1974 and the Palmer River Goldfield is roaring. Chinese miners flood in, indentured laborers, working for a tong, panning gold to honor a family debt. Their gold will go home to China.
Young Fou Yei, a pretty, Eurasian girl, is in the service of brothel owner Miss Kate, that is until George Colley steps in and buys her bond.
Fou Yei belongs to George until she can repay the debt, and an uneasy relationship develops between the pair.
Together they mine George’s successful claim on the Palmer until they are drawn into the politics of Chinese/ European tensions.
Fou Yei intervenes when a tong leader is being brutalized by a European miner. George intervenes but is knocked unconscious in the struggle and loses contact with Fou Yei.

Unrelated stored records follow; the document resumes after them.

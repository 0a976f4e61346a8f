//! # courier-relay
//!
//! The relay core: everything between an upgraded socket and a publish call.
//!
//! - [`cache::OfflineCache`]: per-identity TTL store for messages nobody is
//!   listening for yet
//! - [`registry::SubscriptionRegistry`]: identity to session slots, with
//!   stable per-identity indices
//! - [`handshake`]: `HELLO <identity>` greeting
//! - [`keepalive`]: ping cadence and pong liveness
//! - [`connection`]: one connection's state machine, from upgrade to teardown
//! - [`hub::RelayHub`]: process-wide owner of the above, used by adapters
//!
//! Transports plug in through [`transport::FrameSink`] and
//! [`transport::FrameStream`], so the core never depends on a WebSocket
//! library.

#![deny(unsafe_code)]

pub mod cache;
pub mod config;
pub mod connection;
pub mod gate;
pub mod handshake;
pub mod hub;
pub mod keepalive;
pub mod metrics;
pub mod registry;
pub mod transport;
pub mod writer;

#[cfg(test)]
pub(crate) mod testing;

use std::sync::Arc;

/// Message body as relayed to clients. Cheap to clone across fan-out.
pub type Payload = Arc<str>;

pub use cache::{CachedMessage, OfflineCache};
pub use config::RelayConfig;
pub use connection::{ConnectionHandle, ConnectionState};
pub use gate::Gate;
pub use hub::{PublishOutcome, RelayHub};
pub use registry::{DisconnectAction, PublishReport, SubscriptionRegistry};
pub use transport::{Deadlines, Frame, FrameSink, FrameStream, TransportError};
pub use writer::GatedWriter;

He finds her in a Joss House where Chinese miners have taken the injured tong leader. George saves the man but wants no part of the Chinese community.
The brutality of the attack adds to George’s determination to turn his back on the Palmer rush and to seek the source of its gold and keep that discovery secret.
Fou Yei and George begin a search which takes them to a spot sacred to the local aboriginal people. George discovers the reef, the source of the gold and collets ore samples. he is confronted by three warriors, who kill him.
Fou Yei flees, finds her way back to the diggings and is cared for by the Chinese community. There she has George’s baby and eventually returns to China a wealthy woman.
One hundred and twenty years later, Chinese gold returns to Australia with the fabulously wealthy Ophelia Lau.
She vows to have the stories of Chinese humiliation on the goldfield, like that of Fou Yei, erased from the history books.
In modern Australia, Chinese money talks, and Ophelia sets out to find willing Australian allies.